According to Labor Commissioner spokesman Dean Fryer, the state cited about 1,000 employers each in 1998, 1999 and 2000 for not having workers’ compensation insurance. But in 2001, that number rose to 1,200 citations, and last year, it climbed to 1,520.

“This is in part due to our increased efforts in the area of employer workers’ compensation fraud,” Fryer said. “Some of it could also be due to more cases of this actually occurring, but we have no direct evidence of that.”

Employer ‘shell game’

Besides a growing number of employers without workers’ compensation insurance, there is anecdotal evidence that other types of employer fraud are increasing.

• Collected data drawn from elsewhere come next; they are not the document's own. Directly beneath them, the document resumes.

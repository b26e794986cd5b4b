//! Flags configuring the accelerator.

use alloy_chains::Chain;
use anyhow::Context;
use bridge_rpc_accelerator::{AcceleratorConfig, FileStore};
use clap::Args;
use std::{fs, path::PathBuf};

/// Accelerator configuration arguments.
///
/// Flags override the values read from `--config`, which in turn override the defaults.
#[derive(Args, Default, Clone, Debug, PartialEq, Eq)]
pub struct AcceleratorArgs {
    /// Path to a TOML accelerator configuration file.
    #[arg(long, global = true, env = "BRIDGE_RPC_CONFIG")]
    pub config: Option<PathBuf>,
    /// Directory holding the persistent receipt cache. Defaults to the platform cache
    /// directory.
    #[arg(long, global = true, env = "BRIDGE_RPC_CACHE_DIR")]
    pub cache_dir: Option<PathBuf>,
    /// Disables the receipt cache. The persistent store is neither read nor written.
    #[arg(long, global = true, env = "BRIDGE_RPC_NO_CACHE")]
    pub no_cache: bool,
    /// Sends every request on its own instead of coalescing them into batches.
    #[arg(long, global = true, env = "BRIDGE_RPC_NO_BATCH")]
    pub no_batch: bool,
    /// Window, in milliseconds, during which requests are coalesced into one batch.
    #[arg(long = "batch.window-ms", global = true)]
    pub batch_window_ms: Option<u64>,
    /// Maximum number of requests carried by one batch.
    #[arg(long = "batch.max-size", global = true)]
    pub batch_max_size: Option<usize>,
    /// Minimum confirmations before a receipt of the given chain is cached, as
    /// `<chain>=<count>`. The chain is a name or an id. May be repeated.
    #[arg(long = "min-confirmations", global = true, value_parser = parse_threshold)]
    pub min_confirmations: Vec<(u64, u64)>,
}

impl AcceleratorArgs {
    /// Returns the effective [`AcceleratorConfig`].
    pub fn load_config(&self) -> anyhow::Result<AcceleratorConfig> {
        let mut config = match &self.config {
            Some(path) => {
                let raw = fs::read_to_string(path).with_context(|| {
                    format!("Failed to read config file '{}'", path.display())
                })?;
                toml::from_str(&raw).with_context(|| {
                    format!("Failed to parse config file '{}'", path.display())
                })?
            }
            None => AcceleratorConfig::default(),
        };

        if self.no_cache {
            config.enable_caching = false;
        }
        if self.no_batch {
            config.enable_batching = false;
        }
        if let Some(window_ms) = self.batch_window_ms {
            config.batch.window_ms = window_ms;
        }
        if let Some(max_size) = self.batch_max_size {
            config.batch.max_size = max_size;
        }
        for (chain_id, minimum) in &self.min_confirmations {
            config.confirmations.set(*chain_id, *minimum);
        }
        Ok(config)
    }

    /// Returns the file store holding the receipt cache, if a location is known.
    pub fn store(&self) -> Option<FileStore> {
        self.cache_dir.as_ref().map(FileStore::new).or_else(FileStore::default_location)
    }
}

/// Parses a `<chain>=<count>` confirmation threshold.
fn parse_threshold(s: &str) -> Result<(u64, u64), String> {
    let (chain, minimum) =
        s.split_once('=').ok_or_else(|| format!("expected <chain>=<count>, got '{s}'"))?;
    let chain: Chain =
        chain.trim().parse().map_err(|_| format!("invalid chain '{}'", chain.trim()))?;
    let minimum =
        minimum.trim().parse().map_err(|_| format!("invalid count '{}'", minimum.trim()))?;
    Ok((chain.id(), minimum))
}

#[cfg(test)]
mod tests {
    use super::*;
    use bridge_rpc_accelerator::{ARBITRUM_SEPOLIA_MIN_CONFIRMATIONS, BatchConfig};
    use clap::Parser;
    use rstest::rstest;
    use std::io::Write;

    #[derive(Parser, Debug)]
    struct TestCli {
        #[command(flatten)]
        accelerator: AcceleratorArgs,
    }

    fn parse(args: &[&str]) -> AcceleratorArgs {
        TestCli::try_parse_from(std::iter::once("test").chain(args.iter().copied()))
            .unwrap()
            .accelerator
    }

    #[rstest]
    #[case::by_id("1=70", (1, 70))]
    #[case::by_name("mainnet=70", (1, 70))]
    #[case::rollup_name("arbitrum-sepolia=3", (421614, 3))]
    #[case::unknown_id("999999=2", (999999, 2))]
    #[case::spaces(" 10 = 12 ", (10, 12))]
    fn test_parse_threshold(#[case] input: &str, #[case] expected: (u64, u64)) {
        assert_eq!(parse_threshold(input).unwrap(), expected);
    }

    #[rstest]
    #[case::missing_separator("1:70")]
    #[case::bad_chain("not-a-chain=5")]
    #[case::bad_count("1=many")]
    fn test_parse_threshold_invalid(#[case] input: &str) {
        assert!(parse_threshold(input).is_err());
    }

    #[test]
    fn test_defaults() {
        let config = parse(&[]).load_config().unwrap();
        assert_eq!(config, AcceleratorConfig::default());
    }

    #[test]
    fn test_flag_overrides() {
        let config = parse(&[
            "--no-cache",
            "--no-batch",
            "--batch.window-ms",
            "0",
            "--batch.max-size",
            "8",
            "--min-confirmations",
            "1=12",
            "--min-confirmations",
            "10=3",
        ])
        .load_config()
        .unwrap();

        assert!(!config.enable_caching);
        assert!(!config.enable_batching);
        assert_eq!(config.batch, BatchConfig { window_ms: 0, max_size: 8 });
        assert_eq!(config.confirmations.minimum(1), Some(12));
        assert_eq!(config.confirmations.minimum(10), Some(3));
        assert_eq!(config.confirmations.minimum(421614), Some(ARBITRUM_SEPOLIA_MIN_CONFIRMATIONS));
    }

    #[test]
    fn test_config_file_then_flags() {
        let mut file = tempfile::NamedTempFile::new().unwrap();
        writeln!(
            file,
            r#"
enable_batching = false
cache_key = "custom:key"

[batch]
window_ms = 25

[[confirmations]]
chain_id = 42161
minimum = 20
"#
        )
        .unwrap();
        let path = file.path().to_str().unwrap();

        let config = parse(&["--config", path, "--min-confirmations", "42161=30"])
            .load_config()
            .unwrap();
        assert!(config.enable_caching);
        assert!(!config.enable_batching);
        assert_eq!(config.cache_key, "custom:key");
        assert_eq!(config.batch.window_ms, 25);
        assert_eq!(config.confirmations.minimum(42161), Some(30));
        // A table in the file replaces the default thresholds.
        assert_eq!(config.confirmations.minimum(1), None);
    }

    #[test]
    fn test_invalid_config_file() {
        let mut file = tempfile::NamedTempFile::new().unwrap();
        writeln!(file, "enable_turbo = true").unwrap();
        let path = file.path().to_str().unwrap();
        assert!(parse(&["--config", path]).load_config().is_err());
        assert!(parse(&["--config", "/nonexistent/bridge-rpc.toml"]).load_config().is_err());
    }

    #[test]
    fn test_cache_dir() {
        let args = parse(&["--cache-dir", "/tmp/receipts"]);
        assert_eq!(args.store().unwrap().dir(), std::path::Path::new("/tmp/receipts"));
    }
}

“We’ve run into more and more premium fraud, and some of it can be very elaborate, a shell game to hide the number of workers,” Higgins said.

Higgins and others cited three types of premium fraud:

– Under-reporting the number of employees or payroll. For example, Wagner said, an employer might report $4 million in payroll to their insurer, when the actual figure is $14 million. “If they get caught, they say, ‘It’s just a typo,'” Wagner said.

– Misclassifying employees. The most commonly cited example is when a roofing contractor with 10 roofers and four clerical workers claims he has 10 clerical workers and four roofers. Since roofers have a much higher accident rate, the more roofers on staff, the higher the premium.

– Setting up shell businesses. Higgins said some employers establish multiple companies under common ownership, including one with no insurance. Under this scheme, the business without insurance might have 60 employees, while the business with insurance might have 20. The employer surreptitiously adds the 60 employees to the payroll of the insured business. “All the insurer sees is 20 employees at one business, until the claims start coming in,” Higgins said.

The net result is that the insurer can be swamped with unexpected numbers of workers’ compensation claims. When that happens, insurers can quickly become “under-reserved,” meaning they have not set aside enough money to cover all the claims.

“If an account is under-reserved, it still has to get paid,” said Wagner, who worked in the insurance industry before becoming co-chair of the Employer Fraud Task Force. “In order to pay that account and still keep enough in reserve to satisfy state regulators, they have to raise everyone else’s premiums.”

Wagner said these schemes have been going on for years, but only recently have caught everyone’s attention. “When premiums were low, nobody really cared about all this,” she said. “Now, it’s just killing the legitimate employers.”